Vancomycin hydrochloride

• CAS: 1404-93-9
• Catalog Number: ACM1404939
• Category: Inhibitors
• Description: Vancomycin hydrochloride is an antibiotic for the treatment of bacterial infections. It acts by inhibiting the second stage of cell wall synthesis of susceptible bacteria. Vancomycin also alters the permeability of the cell membrane and selectively inhibits ribonucleic acid synthesis.

Case Study

Chitosan-Coated Vancomycin Hydrochloride Liposomes

Yang, Zhenlei, et al. International journal of pharmaceutics, 2015, 495(1), 508-515.
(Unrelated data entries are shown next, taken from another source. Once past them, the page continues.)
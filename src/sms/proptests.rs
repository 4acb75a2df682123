//! Property-based tests for destination validation

use super::*;
use proptest::prelude::*;

proptest! {
    #[test]
    fn valid_numbers_accepted(plus in any::<bool>(), first in 1u8..=9, rest in "[0-9]{6,14}") {
        let number = format!("{}{first}{rest}", if plus { "+" } else { "" });
        prop_assert!(is_valid_phone_number(&number));
    }

    #[test]
    fn leading_zero_rejected(rest in "[0-9]{1,14}") {
        let with_plus = format!("+0{rest}");
        let without_plus = format!("0{rest}");
        prop_assert!(!is_valid_phone_number(&with_plus));
        prop_assert!(!is_valid_phone_number(&without_plus));
    }

    #[test]
    fn non_digits_rejected(prefix in "[1-9][0-9]{0,5}", junk in "[a-zA-Z *#-]{1,4}", suffix in "[0-9]{0,5}") {
        let number = format!("{prefix}{junk}{suffix}");
        prop_assert!(!is_valid_phone_number(&number));
    }

    #[test]
    fn too_short_rejected(plus in any::<bool>(), first in 1u8..=9, rest in "[0-9]{0,5}") {
        let number = format!("{}{first}{rest}", if plus { "+" } else { "" });
        prop_assert!(!is_valid_phone_number(&number));
    }

    #[test]
    fn too_long_rejected(first in 1u8..=9, rest in "[0-9]{15,20}") {
        let number = format!("+{first}{rest}");
        prop_assert!(!is_valid_phone_number(&number));
    }

    #[test]
    fn malformed_rejected_before_delivery(to in "[a-z]{0,8}") {
        let rt = tokio::runtime::Builder::new_current_thread().enable_time().build().unwrap();
        let notifier = SmsNotifier::new(None, "+15005550006", Duration::from_secs(1));
        let receipt = rt.block_on(notifier.send_sms(&to, "corpo"));
        prop_assert!(matches!(receipt, SmsReceipt::InvalidNumber | SmsReceipt::MissingContent));
    }
}
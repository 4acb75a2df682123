//! LLM error types

use thiserror::Error;

/// LLM error with classification
#[derive(Debug, Error)]
#[error("{message}")]
pub struct LlmError {
    pub kind: LlmErrorKind,
    pub message: String,
}

impl LlmError {
    pub fn new(kind: LlmErrorKind, message: impl Into<String>) -> Self {
        Self {
            kind,
            message: message.into(),
        }
    }

    pub fn network(message: impl Into<String>) -> Self {
        Self::new(LlmErrorKind::Network, message)
    }

    pub fn timeout(message: impl Into<String>) -> Self {
        Self::new(LlmErrorKind::Timeout, message)
    }

    pub fn rate_limit(message: impl Into<String>) -> Self {
        Self::new(LlmErrorKind::RateLimit, message)
    }

    pub fn server_error(message: impl Into<String>) -> Self {
        Self::new(LlmErrorKind::ServerError, message)
    }

    pub fn auth(message: impl Into<String>) -> Self {
        Self::new(LlmErrorKind::Auth, message)
    }

    pub fn invalid_request(message: impl Into<String>) -> Self {
        Self::new(LlmErrorKind::InvalidRequest, message)
    }

    pub fn unknown(message: impl Into<String>) -> Self {
        Self::new(LlmErrorKind::Unknown, message)
    }

    /// Classify a failed HTTP status the way Google's REST APIs report them
    pub fn from_status(status: u16, message: &str) -> Self {
        match status {
            400 => Self::invalid_request(format!("Invalid request: {message}")),
            401 | 403 => Self::auth(format!("Authentication failed: {message}")),
            429 => Self::rate_limit(format!("Rate limit exceeded: {message}")),
            500..=599 => Self::server_error(format!("Server error: {message}")),
            _ => Self::unknown(format!("HTTP {status}: {message}")),
        }
    }
}

/// Error classification
#[derive(Debug, Clone, Copy, PartialEq, Eq)]
pub enum LlmErrorKind {
    /// Connection failures
    Network,
    /// Request exceeded its deadline
    Timeout,
    /// Rate limited (429)
    RateLimit,
    /// Server error (5xx)
    ServerError,
    /// Authentication failed (401, 403)
    Auth,
    /// Bad request (400)
    InvalidRequest,
    /// Unknown error
    Unknown,
}
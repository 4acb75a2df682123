//! Per-dialog session storage
//!
//! A session lives from the first request of a USSD dialog until the
//! dialog ends. Gateways do not always send a final request (the user can
//! hang up), so idle sessions expire after a TTL and are swept by a
//! background task.

use crate::dialog::Flow;
use async_trait::async_trait;
use serde::{Deserialize, Serialize};
use serde_json::{Map, Value};
use std::collections::HashMap;
use std::sync::Arc;
use std::time::Duration;
use tokio::sync::RwLock;
use tokio::task::JoinHandle;
use tokio::time::Instant;
use tokio_util::sync::CancellationToken;

/// State kept between requests of one dialog
#[derive(Debug, Clone, Default, PartialEq, Serialize, Deserialize)]
pub struct Session {
    pub flow: Flow,
    /// Scratch space, cleared whenever the dialog returns to the menu
    #[serde(default)]
    pub data: Map<String, Value>,
}

impl Session {
    pub fn new() -> Self {
        Self::default()
    }

    /// Move to `flow`, clearing scratch data when entering the menu
    pub fn enter(&mut self, flow: Flow) {
        if flow == Flow::Menu {
            self.data.clear();
        }
        self.flow = flow;
    }
}

/// Storage for dialog sessions keyed by the gateway's session id
#[async_trait]
pub trait SessionStore: Send + Sync {
    /// Get a live session
    async fn get(&self, key: &str) -> Result<Option<Session>, String>;

    /// Create or replace a session; last write wins
    async fn set(&self, key: &str, session: Session) -> Result<(), String>;

    /// Remove a session, returning whether one existed
    async fn delete(&self, key: &str) -> Result<bool, String>;

    /// Drop sessions idle for longer than the store's TTL
    async fn purge_idle(&self) -> usize;

    /// Number of stored sessions (including not-yet-purged idle ones)
    async fn len(&self) -> usize;
}

struct Entry {
    session: Session,
    touched_at: Instant,
}

/// Process-local session store
pub struct InMemorySessionStore {
    sessions: RwLock<HashMap<String, Entry>>,
    ttl: Duration,
}

impl InMemorySessionStore {
    pub fn new(ttl: Duration) -> Self {
        Self {
            sessions: RwLock::new(HashMap::new()),
            ttl,
        }
    }

    fn is_expired(&self, entry: &Entry, now: Instant) -> bool {
        now.duration_since(entry.touched_at) > self.ttl
    }
}

#[async_trait]
impl SessionStore for InMemorySessionStore {
    async fn get(&self, key: &str) -> Result<Option<Session>, String> {
        let sessions = self.sessions.read().await;
        Ok(sessions
            .get(key)
            .filter(|entry| !self.is_expired(entry, Instant::now()))
            .map(|entry| entry.session.clone()))
    }

    async fn set(&self, key: &str, session: Session) -> Result<(), String> {
        self.sessions.write().await.insert(
            key.to_string(),
            Entry {
                session,
                touched_at: Instant::now(),
            },
        );
        Ok(())
    }

    async fn delete(&self, key: &str) -> Result<bool, String> {
        Ok(self.sessions.write().await.remove(key).is_some())
    }

    async fn purge_idle(&self) -> usize {
        let now = Instant::now();
        let mut sessions = self.sessions.write().await;
        let before = sessions.len();
        sessions.retain(|_, entry| !self.is_expired(entry, now));
        before - sessions.len()
    }

    async fn len(&self) -> usize {
        self.sessions.read().await.len()
    }
}

/// Periodically purge idle sessions until `cancel` fires
pub fn spawn_reaper(
    store: Arc<dyn SessionStore>,
    every: Duration,
    cancel: CancellationToken,
) -> JoinHandle<()> {
    tokio::spawn(async move {
        let mut interval = tokio::time::interval(every);
        loop {
            tokio::select! {
                () = cancel.cancelled() => {
                    tracing::debug!("Session reaper stopped");
                    break;
                }
                _ = interval.tick() => {
                    let purged = store.purge_idle().await;
                    if purged > 0 {
                        let remaining = store.len().await;
                        tracing::info!(purged, remaining, "Purged idle USSD sessions");
                    }
                }
            }
        }
    })
}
Vancomycin hydrochloride is a water-soluble antibiotic for treating Gram-positive bacterial infections (osteomyelitis, arthritis, endocarditis, pneumonia etc. To enhance therapeutic effectiveness of vancomycin hydrochloride and minimise side-effects (nephrotoxicity in particular), this article invented a chitosan-capped liposome (c-Lips) for administration by intravenous administration of vancomycin hydrochloride (VANH). Injectable c-VANH-Lips could be an attractive vector for VANH for therapeutic targeting Gram-positive bacterial infections and nephrotoxicity.
Preparation procedure of c-VANH-Lips
· The lipid and aqueous fractions were prepared separately. For the lipid phase, 65 mg of soy lecithin and 10 mg of cholesterol were exact measured and mixed in 2 mL of chloroform. The aqueous phase of VANH solution (10 mg/mL) was slowly injected into the lipid phase through a microinjector. It was then sonicated in an ultrasonic bath at room temperature to form a first emulsion.
· Next, the organic solvent was evaporated using a rotary evaporator at 45°C under reduced pressure. To hydrate the mixture, 7.5 mL of distilled water was incorporated and allowed to sit for an additional 5 minutes at controlled temperature. Following this, the liposomal suspension was uniformly dispersed using ultrasound.
· The c-VANH-Lips were subsequently formed through electrostatic deposition, where chitosan was dissolved in 1% acetic acid (v/v) to prepare the chitosan solution. This solution was then diluted with sodium acetate buffer (pH 4.5) and added dropwise to the previously prepared liposome suspension while being stirred magnetically for 30 minutes, resulting in the formation of c-VANH-Lips.

Enhancement of Permeation for Transdermal Administration of Vancomycin HCl

Datta, Deepanjan, et al. International Journal of Pharmaceutics, 2021, 602, 120663.

Vancomycin hydrochloride (VH) is very difficult to apply or transmit topically or transdermally, as it has a very high molecular weight and extreme hydrophilicity. This paper examined how permeation enhancers (co- and pre-treatment with chemical permeability enhancers (oleic acid (OA) and palmitic acid (PA)) affected VH permeation through intact and tape-stripped skin.
Evaluation methods and results
It was investigated skin permeation with an excision of porcine skin and a Franz diffusion cell. Continuous anodic iontophoresis was used to boost skin absorption of VH. Pharmacokinetic studies were conducted in Sprague-Dawley rats following topical administration of VH products.
Free VH exhibited negligible skin permeation in the porcine model. However, pharmacokinetic studies revealed that VH could permeate rat skin. Co-treatment of skin with VH and PA resulted in significantly greater permeation enhancement compared to co-treatment with VH and oleic acid (OA). Furthermore, simultaneous application of VH and PA was more effective than sequential application (pre-treating with PA followed by VH). Tape-stripping the skin prior to application of VH and PA further enhanced permeation. A clinically desired plasma concentration of VH was achieved by combining the chemical permeation enhancer PA with skin tape-stripping. While anodic iontophoresis increased VH permeation, it was less effective than the combination of PA and tape-stripping.